In dem seit mehr als sieben Jahren wütenden Syrien-Konflikt haben Verhandlungsbemühungen bisher kaum Fortschritte gebracht. Bundeskanzler Sebastian Kurz (ÖVP) forderte daher eine Fortsetzung der 2015 in Wien gestarteten Syrien-Friedensgespräche. "Nach dem schockierenden Chemiewaffeneinsatz am 7. April und der jüngsten westlichen Militäraktion in Syrien ist es nun das Gebot der Stunde, sich der Vernunft zu besinnen und den diplomatischen Friedensprozess mit allem notwendigen Nachdruck voranzutreiben", erklärte Kurz.

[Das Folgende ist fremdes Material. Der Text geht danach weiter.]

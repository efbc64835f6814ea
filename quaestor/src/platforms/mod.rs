//! Platform backends: the bridge between the façades and a concrete
//! accessibility API.

use std::sync::Arc;

use crate::errors::AutomationError;
use crate::input::InputSimulator;
use crate::node::UiNode;

/// The common trait every platform backend must implement.
///
/// A backend hands out the root of the UI tree and the input simulator for
/// that platform. Tests implement this with scripted fakes; production code
/// uses the engine created by [`create_backend`].
pub trait AutomationBackend: Send + Sync {
    /// Root element of the desktop UI tree.
    fn root(&self) -> Result<UiNode, AutomationError>;

    /// Input simulator for this platform.
    fn input(&self) -> Arc<dyn InputSimulator>;
}

#[cfg(target_os = "windows")]
pub mod windows;

/// Create the backend for the current platform.
pub fn create_backend() -> Result<Arc<dyn AutomationBackend>, AutomationError> {
    #[cfg(target_os = "windows")]
    {
        Ok(Arc::new(windows::WindowsBackend::new()?))
    }
    #[cfg(not(target_os = "windows"))]
    {
        Err(AutomationError::UnsupportedPlatform(
            "no UI Automation backend for this platform; inject one via Session::with_backend"
                .to_string(),
        ))
    }
}
//! Typed control façades over raw automation nodes.

pub mod data_grid;
pub mod text_box;

pub use data_grid::DataGrid;
pub use text_box::TextBox;

use crate::condition::{Condition, ControlType, TreeScope};
use crate::errors::AutomationError;
use crate::node::UiNode;
use crate::Session;

/// A control that can be bound directly to an already-resolved node.
///
/// This is what `DataGrid::item` needs from its type parameter: the expected
/// control-type tag to search a cell's subtree for, and a constructor that
/// skips the identifier lookup.
pub trait CellControl: Sized {
    /// Control-type tag instances of this façade are expected to wrap.
    const CONTROL_TYPE: ControlType;

    /// Bind directly to a node that has already been located.
    fn bind(session: Session, node: UiNode) -> Self;
}

/// State shared by every element façade: the session it operates in and the
/// node it is bound to.
#[derive(Debug, Clone)]
pub(crate) struct ElementBase {
    pub(crate) session: Session,
    pub(crate) node: UiNode,
}

impl ElementBase {
    /// Resolve a child element by automation id under `parent` and bind to it.
    pub(crate) fn resolve(
        session: Session,
        parent: &UiNode,
        automation_id: &str,
        kind: &str,
    ) -> Result<Self, AutomationError> {
        if automation_id.is_empty() {
            return Err(AutomationError::InvalidArgument(format!(
                "cannot create a {kind} from an empty automation id"
            )));
        }
        let condition = Condition::AutomationId(automation_id.to_string());
        let node = parent
            .find_first(TreeScope::Subtree, &condition)?
            .ok_or_else(|| {
                AutomationError::ElementNotFound(format!(
                    "no {kind} with automation id {automation_id:?} under the given parent"
                ))
            })?;
        Ok(Self { session, node })
    }

    pub(crate) fn bind(session: Session, node: UiNode) -> Self {
        Self { session, node }
    }

    /// Short human-readable identity for error messages, e.g. `DataGrid "grid"`.
    pub(crate) fn describe(&self, kind: &str) -> String {
        match self.node.automation_id() {
            Ok(id) if !id.is_empty() => format!("{kind} {id:?}"),
            _ => match self.node.name() {
                Ok(name) if !name.is_empty() => format!("{kind} {name:?}"),
                _ => kind.to_string(),
            },
        }
    }
}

Auch Außenministerin Karin Kneissl (FPÖ) kann sich eine Vermittlerrolle Österreichs im Syrien-Krieg vorstellen. Dies stünde in der Tradition Österreichs und das werde sie auch bei ihrem Besuch kommende Woche in Moskau sowie am Montag beim EU-Außenrat gegenüber dem britischen Außenminister Boris Johnson thematisieren.

Giftgasangriff

Bei dem mutmaßlichen Giftgasangriff in Douma in der einstigen Rebellenenklave Ost-Ghouta waren am 7. April nach Angaben örtlicher Helfer mehr als 40 Menschen getötet wurden. Eine US-Regierungsvertreterin sagte am Samstag, es gebe Hinweise, dass neben Chlorgas auch das Nervengift Sarin eingesetzt worden sei. Experten der Organisation für das Verbot Chemischer Waffen (OPCW) sollten am Sonntag vor Ort ihre Untersuchungen beginnen.

Die syrische Armee hatte Mitte Februar eine Militäroffensive zur Rückeroberung von Ost-Ghouta gestartet. Am Samstag verließen die letzten Rebellen Douma. Nach Angaben der syrischen Beobachtungsstelle für Menschenrechte eröffneten regimetreue Kräfte dabei das Feuer auf Busse, in denen die Kämpfer und ihre Familien weggefahren wurden, und töteten einen 14-jährigen Buben. Es habe mehrere Verletzte gegeben.